Output every record below precisely as it is written.

● ● ●

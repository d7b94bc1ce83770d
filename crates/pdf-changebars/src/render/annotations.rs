//! Link and label annotations

use super::PageMap;
use super::appearance::label_appearance;
use crate::layout::NavigationDirective;
use crate::types::{Color, Rect, Result};
use lopdf::{Document, Object, ObjectId, Stream, dictionary};

/// Resource name of the label font inside appearance streams
pub(crate) const LABEL_FONT_NAME: &str = "Helv";

// Annotation flags
const FLAG_PRINT: i64 = 4;
const FLAG_READ_ONLY: i64 = 64;
const FLAG_LOCKED: i64 = 128;

/// Labels are printed but never take clicks away from the link beneath
const LABEL_FLAGS: i64 = FLAG_PRINT | FLAG_READ_ONLY | FLAG_LOCKED;

pub(crate) fn add_label_font(doc: &mut Document) -> ObjectId {
    doc.add_object(dictionary! {
        "Type" => "Font",
        "Subtype" => "Type1",
        "BaseFont" => "Helvetica",
        "Encoding" => "WinAnsiEncoding",
    })
}

/// Attach the link and its label to the directive's page.
pub(crate) fn add_directive(
    doc: &mut Document,
    pages: &PageMap,
    directive: &NavigationDirective,
    font_id: ObjectId,
    font_size: f32,
) -> Result<()> {
    let page_id = pages.get(directive.page)?;
    let target_id = pages.get(directive.target)?;

    let link = dictionary! {
        "Type" => "Annot",
        "Subtype" => "Link",
        "Rect" => rect_array(&directive.link.rect),
        "Border" => vec![Object::Integer(0); 3],
        "C" => color_array(directive.link.color),
        "Dest" => vec![
            Object::Reference(target_id),
            "XYZ".into(),
            Object::Null,
            Object::Null,
            Object::Null,
        ],
    };
    let link_id = doc.add_object(link);

    let label = &directive.label;
    let appearance = label_appearance(&label.lines, label.rect.width, label.rect.height, label.color, font_size);
    let appearance_id = doc.add_object(Stream::new(
        dictionary! {
            "Type" => "XObject",
            "Subtype" => "Form",
            "BBox" => vec![
                Object::Integer(0),
                Object::Integer(0),
                Object::Real(label.rect.width),
                Object::Real(label.rect.height),
            ],
            "Resources" => dictionary! {
                "Font" => dictionary! { LABEL_FONT_NAME => font_id },
            },
        },
        appearance.into_bytes(),
    ));

    let [r, g, b] = label.color.components();
    let free_text = dictionary! {
        "Type" => "Annot",
        "Subtype" => "FreeText",
        "Rect" => rect_array(&label.rect),
        "Contents" => Object::string_literal(label.text()),
        "DA" => Object::string_literal(format!("/{} {} Tf {} {} {} rg", LABEL_FONT_NAME, font_size, r, g, b)),
        "Border" => vec![Object::Integer(0); 3],
        "F" => LABEL_FLAGS,
        "AP" => dictionary! { "N" => appearance_id },
    };
    let label_id = doc.add_object(free_text);

    append_annotations(doc, page_id, vec![Object::Reference(link_id), Object::Reference(label_id)])
}

/// Append to `/Annots`, which may be missing, inline, or indirect.
fn append_annotations(doc: &mut Document, page_id: ObjectId, annots: Vec<Object>) -> Result<()> {
    let existing = doc.get_dictionary(page_id)?.get(b"Annots").ok().cloned();

    match existing {
        Some(Object::Reference(array_id)) => {
            doc.get_object_mut(array_id)?.as_array_mut()?.extend(annots);
        }
        Some(Object::Array(mut array)) => {
            array.extend(annots);
            doc.get_dictionary_mut(page_id)?.set("Annots", array);
        }
        _ => {
            doc.get_dictionary_mut(page_id)?.set("Annots", annots);
        }
    }
    Ok(())
}

fn rect_array(rect: &Rect) -> Vec<Object> {
    rect.corners().iter().map(|&v| Object::Real(v)).collect()
}

fn color_array(color: Color) -> Vec<Object> {
    color.components().iter().map(|&v| Object::Real(v)).collect()
}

● ● ●

- [Solved problem]:
repository d7b94bc1ce83770d
filename crates/pdf-changebars/src/render/annotations.rs
//! Link and label annotations

use super::PageMap;
use super::appearance::label_appearance;
use crate::layout::NavigationDirective;
use crate::types::{Color, Rect, Result};
use lopdf::{Document, Object, ObjectId, Stream, dictionary};

/// Resource name of the label font inside appearance streams
pub(crate) const LABEL_FONT_NAME: &str = "Helv";

// Annotation flags
const FLAG_PRINT: i64 = 4;
const FLAG_READ_ONLY: i64 = 64;
const FLAG_LOCKED: i64 = 128;

/// Labels are printed but never take clicks away from the link beneath
const LABEL_FLAGS: i64 = FLAG_PRINT | FLAG_READ_ONLY | FLAG_LOCKED;

pub(crate) fn add_label_font(doc: &mut Document) -> ObjectId {
    doc.add_object(dictionary! {
        "Type" => "Font",
        "Subtype" => "Type1",
        "BaseFont" => "Helvetica",
        "Encoding" => "WinAnsiEncoding",
    })
}

/// Attach the link and its label to the directive's page.
pub(crate) fn add_directive(
    doc: &mut Document,
    pages: &PageMap,
    directive: &NavigationDirective,
    font_id: ObjectId,
    font_size: f32,
) -> Result<()> {
    let page_id = pages.get(directive.page)?;
    let target_id = pages.get(directive.target)?;

    let link = dictionary! {
        "Type" => "Annot",
        "Subtype" => "Link",
        "Rect" => rect_array(&directive.link.rect),
        "Border" => vec![Object::Integer(0); 3],
        "C" => color_array(directive.link.color),
        "Dest" => vec![
            Object::Reference(target_id),
            "XYZ".into(),
            Object::Null,
            Object::Null,
            Object::Null,
        ],
    };
    let link_id = doc.add_object(link);

    let label = &directive.label;
    let appearance = label_appearance(&label.lines, label.rect.width, label.rect.height, label.color, font_size);
    let appearance_id = doc.add_object(Stream::new(
        dictionary! {
            "Type" => "XObject",
            "Subtype" => "Form",
            "BBox" => vec![
                Object::Integer(0),
                Object::Integer(0),
                Object::Real(label.rect.width),
                Object::Real(label.rect.height),
            ],
            "Resources" => dictionary! {
                "Font" => dictionary! { LABEL_FONT_NAME => font_id },
            },
        },
        appearance.into_bytes(),
    ));

    let [r, g, b] = label.color.components();
    let free_text = dictionary! {
        "Type" => "Annot",
        "Subtype" => "FreeText",
        "Rect" => rect_array(&label.rect),
        "Contents" => Object::string_literal(label.text()),
        "DA" => Object::string_literal(format!("/{} {} Tf {} {} {} rg", LABEL_FONT_NAME, font_size, r, g, b)),
        "Border" => vec![Object::Integer(0); 3],
        "F" => LABEL_FLAGS,
        "AP" => dictionary! { "N" => appearance_id },
    };
    let label_id = doc.add_object(free_text);

    append_annotations(doc, page_id, vec![Object::Reference(link_id), Object::Reference(label_id)])
}

/// Append to `/Annots`, which may be missing, inline, or indirect.
fn append_annotations(doc: &mut Document, page_id: ObjectId, annots: Vec<Object>) -> Result<()> {
    let existing = doc.get_dictionary(page_id)?.get(b"Annots").ok().cloned();

    match existing {
        Some(Object::Reference(array_id)) => {
            doc.get_object_mut(array_id)?.as_array_mut()?.extend(annots);
        }
        Some(Object::Array(mut array)) => {
            array.extend(annots);
            doc.get_dictionary_mut(page_id)?.set("Annots", array);
        }
        _ => {
            doc.get_dictionary_mut(page_id)?.set("Annots", annots);
        }
    }
    Ok(())
}

fn rect_array(rect: &Rect) -> Vec<Object> {
    rect.corners().iter().map(|&v| Object::Real(v)).collect()
}

fn color_array(color: Color) -> Vec<Object> {
    color.components().iter().map(|&v| Object::Real(v)).collect()
}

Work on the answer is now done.